PREPARED STATEMENT OF THE HONORABLE PAUL H. THOMSON

    Dear Chairman Sensenbrenner:

    My name is Paul H. Thomson and I am the prosecuting attorney for the small city of Winchester, Virginia. I prosecuted the case of Commonwealth of Virginia v. Edward Nathaniel Bell, Winchester Circuit Court Docket No. 99-CR-478, Virginia Supreme Court Appellate Record No. 011777(2001). In this case, the defendant was sentenced to death on May 31, 2001, for the murder of Winchester Police Officer Sergeant Rick Timbrook while he was in the line of duty. The facts of this case demonstrate in stark terms the need for immigration detention reform.
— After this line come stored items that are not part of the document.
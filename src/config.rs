use std::fmt;

use anyhow::{bail, Context};
use serde::Deserialize;
use tracing::warn;

#[derive(Clone, Deserialize)]
pub struct JwtConfig {
    pub secret: String,
    pub issuer: String,
    pub audience: String,
    pub ttl_minutes: i64,
}

impl fmt::Debug for JwtConfig {
    fn fmt(&self, f: &mut fmt::Formatter<'_>) -> fmt::Result {
        f.debug_struct("JwtConfig")
            .field("secret", &"<redacted>")
            .field("issuer", &self.issuer)
            .field("audience", &self.audience)
            .field("ttl_minutes", &self.ttl_minutes)
            .finish()
    }
}

#[derive(Clone, Deserialize)]
pub struct GatewayConfig {
    pub key_id: String,
    pub key_secret: String,
    pub api_base: String,
    pub currency: String,
    pub timeout_secs: u64,
}

impl fmt::Debug for GatewayConfig {
    fn fmt(&self, f: &mut fmt::Formatter<'_>) -> fmt::Result {
        f.debug_struct("GatewayConfig")
            .field("key_id", &self.key_id)
            .field("key_secret", &"<redacted>")
            .field("api_base", &self.api_base)
            .field("currency", &self.currency)
            .field("timeout_secs", &self.timeout_secs)
            .finish()
    }
}

#[derive(Debug, Clone, Deserialize)]
pub struct CheckoutConfig {
    /// When set, a checkout for an email that already has an account must
    /// carry that account's password.
    pub verify_returning_buyer: bool,
}

#[derive(Clone, Deserialize)]
pub struct AppConfig {
    pub database_url: String,
    pub database_max_connections: u32,
    pub jwt: JwtConfig,
    pub gateway: GatewayConfig,
    pub checkout: CheckoutConfig,
}

impl fmt::Debug for AppConfig {
    fn fmt(&self, f: &mut fmt::Formatter<'_>) -> fmt::Result {
        f.debug_struct("AppConfig")
            .field("database_url", &"<redacted>")
            .field("database_max_connections", &self.database_max_connections)
            .field("jwt", &self.jwt)
            .field("gateway", &self.gateway)
            .field("checkout", &self.checkout)
            .finish()
    }
}

impl AppConfig {
    pub fn from_env() -> anyhow::Result<Self> {
        let database_url = std::env::var("DATABASE_URL").context("DATABASE_URL must be set")?;
        let jwt = JwtConfig {
            secret: required_secret("JWT_SECRET")?,
            issuer: std::env::var("JWT_ISSUER").unwrap_or_else(|_| "coursecart".into()),
            audience: std::env::var("JWT_AUDIENCE").unwrap_or_else(|_| "coursecart-users".into()),
            ttl_minutes: parsed_or("JWT_TTL_MINUTES", 60 * 24 * 7),
        };
        let gateway = GatewayConfig {
            key_id: std::env::var("RAZORPAY_KEY_ID").context("RAZORPAY_KEY_ID must be set")?,
            key_secret: required_secret("RAZORPAY_KEY_SECRET")?,
            api_base: std::env::var("RAZORPAY_API_BASE")
                .unwrap_or_else(|_| "https://api.razorpay.com/v1".into()),
            currency: std::env::var("PAYMENT_CURRENCY").unwrap_or_else(|_| "INR".into()),
            timeout_secs: parsed_or("GATEWAY_TIMEOUT_SECS", 10),
        };
        let checkout = CheckoutConfig {
            verify_returning_buyer: parsed_or("CHECKOUT_VERIFY_RETURNING_BUYER", true),
        };
        Ok(Self {
            database_url,
            database_max_connections: parsed_or("DATABASE_MAX_CONNECTIONS", 10),
            jwt,
            gateway,
            checkout,
        })
    }
}

fn required_secret(key: &str) -> anyhow::Result<String> {
    let value = std::env::var(key).with_context(|| format!("{key} must be set"))?;
    if value.trim().is_empty() {
        bail!("{key} must not be empty");
    }
    Ok(value)
}

fn parsed_or<T: std::str::FromStr + fmt::Debug>(key: &str, default: T) -> T {
    let Ok(raw) = std::env::var(key) else {
        return default;
    };
    match raw.trim().parse::<T>() {
        Ok(value) => value,
        Err(_) => {
            warn!(key, value = %raw, fallback = ?default, "unparseable setting ignored");
            default
        }
    }
}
    On October 30, 1999, Winchester Police Officer Sgt. Rick Timbrook was shot in the face at close range and killed by resident alien Edward Nathaniel Bell as Timbrook attempted to arrest him. At the time of the killing, Bell was at liberty on a $3,500 bond pending a removal proceeding in the Immigration Court, Arlington, Virginia. The I.N.S. had arrested, charged and detained Bell on the grounds that he violated Section 237(a)(2)(C) of the Immigration and Naturalization Act (as amended) in that he had been convicted of a weapons offense in Winchester on August 26, 1997.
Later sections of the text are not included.